use crate::{
    api::{attendance, leave, leave_type, user, work_break},
    auth::{handlers, middleware::auth_middleware},
    config::Config,
};
use actix_governor::{
    governor::middleware::NoOpMiddleware, Governor, GovernorConfigBuilder, PeerIpKeyExtractor,
};
use actix_web::{middleware::from_fn, web};
use std::sync::Arc;

/// Per-route limiter. A zero rate clamps to one request per minute;
/// both the replenish period and the burst size must stay non-zero or
/// the governor config refuses to build.
fn build_limiter(requests_per_min: u32) -> Governor<PeerIpKeyExtractor, NoOpMiddleware> {
    let requests_per_min = requests_per_min.max(1);
    let per_ms = (60_000 / requests_per_min as u64).max(1);
    let cfg = GovernorConfigBuilder::default()
        .milliseconds_per_request(per_ms)
        .burst_size(requests_per_min)
        .key_extractor(PeerIpKeyExtractor)
        .finish()
        .unwrap();
    Governor::new(&cfg)
}

pub fn configure(cfg: &mut web::ServiceConfig, config: Config) {
    let signin_limiter = Arc::new(build_limiter(config.rate_login_per_min));
    let signup_limiter = Arc::new(build_limiter(config.rate_register_per_min));
    let refresh_limiter = Arc::new(build_limiter(config.rate_refresh_per_min));
    let protected_limiter = Arc::new(build_limiter(config.rate_protected_per_min));

    // Public routes
    cfg.service(
        web::scope("/auth")
            .service(
                web::resource("/signin")
                    .wrap(signin_limiter.clone())
                    .route(web::post().to(handlers::login)),
            )
            .service(
                web::resource("/signup")
                    .wrap(signup_limiter)
                    .route(web::post().to(handlers::register)),
            )
            .service(
                web::resource("/refresh")
                    .wrap(refresh_limiter)
                    .route(web::post().to(handlers::refresh_token)),
            )
            .service(
                web::resource("/logout")
                    .wrap(signin_limiter)
                    .route(web::post().to(handlers::logout)),
            ),
    );

    // Protected routes
    cfg.service(
        web::scope(&format!("{}/v1", config.api_prefix))
            .wrap(from_fn(auth_middleware))
            .wrap(protected_limiter)
            .service(web::resource("/me").route(web::get().to(handlers::me)))
            .service(
                web::scope("/users")
                    .service(web::resource("").route(web::get().to(user::list_users)))
                    .service(
                        web::resource("/{id}")
                            .route(web::get().to(user::get_user))
                            .route(web::put().to(user::update_user))
                            .route(web::delete().to(user::delete_user)),
                    ),
            )
            .service(
                web::scope("/attendance")
                    .service(
                        web::resource("")
                            .route(web::post().to(attendance::create_attendance))
                            .route(web::get().to(attendance::list_attendance)),
                    )
                    .service(
                        web::resource("/check-in")
                            .route(web::post().to(attendance::check_in)),
                    )
                    .service(
                        web::resource("/check-out")
                            .route(web::post().to(attendance::check_out)),
                    )
                    .service(
                        web::scope("/user")
                            .service(
                                web::resource("/{user_id}")
                                    .route(web::get().to(attendance::get_user_attendance)),
                            )
                            .service(
                                web::resource("/{user_id}/range")
                                    .route(web::get().to(attendance::get_user_attendance_range)),
                            )
                            .service(
                                web::resource("/{user_id}/recent")
                                    .route(web::get().to(attendance::get_recent_attendance)),
                            ),
                    )
                    .service(
                        web::resource("/{id}")
                            .route(web::get().to(attendance::get_attendance))
                            .route(web::put().to(attendance::update_attendance))
                            .route(web::delete().to(attendance::delete_attendance)),
                    ),
            )
            .service(
                web::scope("/breaks")
                    .service(
                        web::resource("")
                            .route(web::post().to(work_break::create_break))
                            .route(web::get().to(work_break::list_breaks)),
                    )
                    .service(
                        web::resource("/attendance/{attendance_id}")
                            .route(web::get().to(work_break::get_breaks_by_attendance)),
                    )
                    .service(
                        web::resource("/{id}/end").route(web::put().to(work_break::end_break)),
                    )
                    .service(
                        web::resource("/{id}")
                            .route(web::get().to(work_break::get_break))
                            .route(web::put().to(work_break::update_break))
                            .route(web::delete().to(work_break::delete_break)),
                    ),
            )
            .service(
                web::scope("/leaves")
                    .service(
                        web::resource("")
                            .route(web::post().to(leave::create_leave))
                            .route(web::get().to(leave::list_leaves)),
                    )
                    .service(
                        web::resource("/pending")
                            .route(web::get().to(leave::list_pending_leaves)),
                    )
                    .service(
                        web::scope("/user")
                            .service(
                                web::resource("/{user_id}")
                                    .route(web::get().to(leave::get_user_leaves)),
                            )
                            .service(
                                web::resource("/{user_id}/range")
                                    .route(web::get().to(leave::get_user_leaves_by_range)),
                            )
                            .service(
                                web::resource("/{user_id}/balance")
                                    .route(web::get().to(leave::get_user_leave_balance)),
                            ),
                    )
                    .service(
                        web::resource("/{id}/approve")
                            .route(web::put().to(leave::approve_leave)),
                    )
                    .service(
                        web::resource("/{id}/reject").route(web::put().to(leave::reject_leave)),
                    )
                    .service(
                        web::resource("/{id}/cancel").route(web::put().to(leave::cancel_leave)),
                    )
                    .service(
                        web::resource("/{id}")
                            .route(web::get().to(leave::get_leave))
                            .route(web::put().to(leave::update_leave))
                            .route(web::delete().to(leave::delete_leave)),
                    ),
            )
            .service(
                web::scope("/leave-types")
                    .service(
                        web::resource("")
                            .route(web::post().to(leave_type::create_leave_type))
                            .route(web::get().to(leave_type::list_leave_types)),
                    )
                    .service(
                        web::resource("/active")
                            .route(web::get().to(leave_type::list_active_leave_types)),
                    )
                    .service(
                        web::resource("/stats")
                            .route(web::get().to(leave_type::leave_type_stats)),
                    )
                    .service(
                        web::resource("/code/{code}")
                            .route(web::get().to(leave_type::get_leave_type_by_code)),
                    )
                    .service(
                        web::resource("/{id}")
                            .route(web::get().to(leave_type::get_leave_type))
                            .route(web::put().to(leave_type::update_leave_type))
                            .route(web::delete().to(leave_type::delete_leave_type)),
                    ),
            ),
    );
}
★ ★ ★ ★ ★ ★ ★
> TRY IT:
Please restate each record exactly as it reads.

> YOUR RESPONSE:
use crate::{
    api::{attendance, leave, leave_type, user, work_break},
    auth::{handlers, middleware::auth_middleware},
    config::Config,
};
use actix_governor::{
    governor::middleware::NoOpMiddleware, Governor, GovernorConfigBuilder, PeerIpKeyExtractor,
};
use actix_web::{middleware::from_fn, web};
use std::sync::Arc;

/// Per-route limiter. A zero rate clamps to one request per minute;
/// both the replenish period and the burst size must stay non-zero or
/// the governor config refuses to build.
fn build_limiter(requests_per_min: u32) -> Governor<PeerIpKeyExtractor, NoOpMiddleware> {
    let requests_per_min = requests_per_min.max(1);
    let per_ms = (60_000 / requests_per_min as u64).max(1);
    let cfg = GovernorConfigBuilder::default()
        .milliseconds_per_request(per_ms)
        .burst_size(requests_per_min)
        .key_extractor(PeerIpKeyExtractor)
        .finish()
        .unwrap();
    Governor::new(&cfg)
}

pub fn configure(cfg: &mut web::ServiceConfig, config: Config) {
    let signin_limiter = Arc::new(build_limiter(config.rate_login_per_min));
    let signup_limiter = Arc::new(build_limiter(config.rate_register_per_min));
    let refresh_limiter = Arc::new(build_limiter(config.rate_refresh_per_min));
    let protected_limiter = Arc::new(build_limiter(config.rate_protected_per_min));

    // Public routes
    cfg.service(
        web::scope("/auth")
            .service(
                web::resource("/signin")
                    .wrap(signin_limiter.clone())
                    .route(web::post().to(handlers::login)),
            )
            .service(
                web::resource("/signup")
                    .wrap(signup_limiter)
                    .route(web::post().to(handlers::register)),
            )
            .service(
                web::resource("/refresh")
                    .wrap(refresh_limiter)
                    .route(web::post().to(handlers::refresh_token)),
            )
            .service(
                web::resource("/logout")
                    .wrap(signin_limiter)
                    .route(web::post().to(handlers::logout)),
            ),
    );

    // Protected routes
    cfg.service(
        web::scope(&format!("{}/v1", config.api_prefix))
            .wrap(from_fn(auth_middleware))
            .wrap(protected_limiter)
            .service(web::resource("/me").route(web::get().to(handlers::me)))
            .service(
                web::scope("/users")
                    .service(web::resource("").route(web::get().to(user::list_users)))
                    .service(
                        web::resource("/{id}")
                            .route(web::get().to(user::get_user))
                            .route(web::put().to(user::update_user))
                            .route(web::delete().to(user::delete_user)),
                    ),
            )
            .service(
                web::scope("/attendance")
                    .service(
                        web::resource("")
                            .route(web::post().to(attendance::create_attendance))
                            .route(web::get().to(attendance::list_attendance)),
                    )
                    .service(
                        web::resource("/check-in")
                            .route(web::post().to(attendance::check_in)),
                    )
                    .service(
                        web::resource("/check-out")
                            .route(web::post().to(attendance::check_out)),
                    )
                    .service(
                        web::scope("/user")
                            .service(
                                web::resource("/{user_id}")
                                    .route(web::get().to(attendance::get_user_attendance)),
                            )
                            .service(
                                web::resource("/{user_id}/range")
                                    .route(web::get().to(attendance::get_user_attendance_range)),
                            )
                            .service(
                                web::resource("/{user_id}/recent")
                                    .route(web::get().to(attendance::get_recent_attendance)),
                            ),
                    )
                    .service(
                        web::resource("/{id}")
                            .route(web::get().to(attendance::get_attendance))
                            .route(web::put().to(attendance::update_attendance))
                            .route(web::delete().to(attendance::delete_attendance)),
                    ),
            )
            .service(
                web::scope("/breaks")
                    .service(
                        web::resource("")
                            .route(web::post().to(work_break::create_break))
                            .route(web::get().to(work_break::list_breaks)),
                    )
                    .service(
                        web::resource("/attendance/{attendance_id}")
                            .route(web::get().to(work_break::get_breaks_by_attendance)),
                    )
                    .service(
                        web::resource("/{id}/end").route(web::put().to(work_break::end_break)),
                    )
                    .service(
                        web::resource("/{id}")
                            .route(web::get().to(work_break::get_break))
                            .route(web::put().to(work_break::update_break))
                            .route(web::delete().to(work_break::delete_break)),
                    ),
            )
            .service(
                web::scope("/leaves")
                    .service(
                        web::resource("")
                            .route(web::post().to(leave::create_leave))
                            .route(web::get().to(leave::list_leaves)),
                    )
                    .service(
                        web::resource("/pending")
                            .route(web::get().to(leave::list_pending_leaves)),
                    )
                    .service(
                        web::scope("/user")
                            .service(
                                web::resource("/{user_id}")
                                    .route(web::get().to(leave::get_user_leaves)),
                            )
                            .service(
                                web::resource("/{user_id}/range")
                                    .route(web::get().to(leave::get_user_leaves_by_range)),
                            )
                            .service(
                                web::resource("/{user_id}/balance")
                                    .route(web::get().to(leave::get_user_leave_balance)),
                            ),
                    )
                    .service(
                        web::resource("/{id}/approve")
                            .route(web::put().to(leave::approve_leave)),
                    )
                    .service(
                        web::resource("/{id}/reject").route(web::put().to(leave::reject_leave)),
                    )
                    .service(
                        web::resource("/{id}/cancel").route(web::put().to(leave::cancel_leave)),
                    )
                    .service(
                        web::resource("/{id}")
                            .route(web::get().to(leave::get_leave))
                            .route(web::put().to(leave::update_leave))
                            .route(web::delete().to(leave::delete_leave)),
                    ),
            )
            .service(
                web::scope("/leave-types")
                    .service(
                        web::resource("")
                            .route(web::post().to(leave_type::create_leave_type))
                            .route(web::get().to(leave_type::list_leave_types)),
                    )
                    .service(
                        web::resource("/active")
                            .route(web::get().to(leave_type::list_active_leave_types)),
                    )
                    .service(
                        web::resource("/stats")
                            .route(web::get().to(leave_type::leave_type_stats)),
                    )
                    .service(
                        web::resource("/code/{code}")
                            .route(web::get().to(leave_type::get_leave_type_by_code)),
                    )
                    .service(
                        web::resource("/{id}")
                            .route(web::get().to(leave_type::get_leave_type))
                            .route(web::put().to(leave_type::update_leave_type))
                            .route(web::delete().to(leave_type::delete_leave_type)),
                    ),
            ),
    );
}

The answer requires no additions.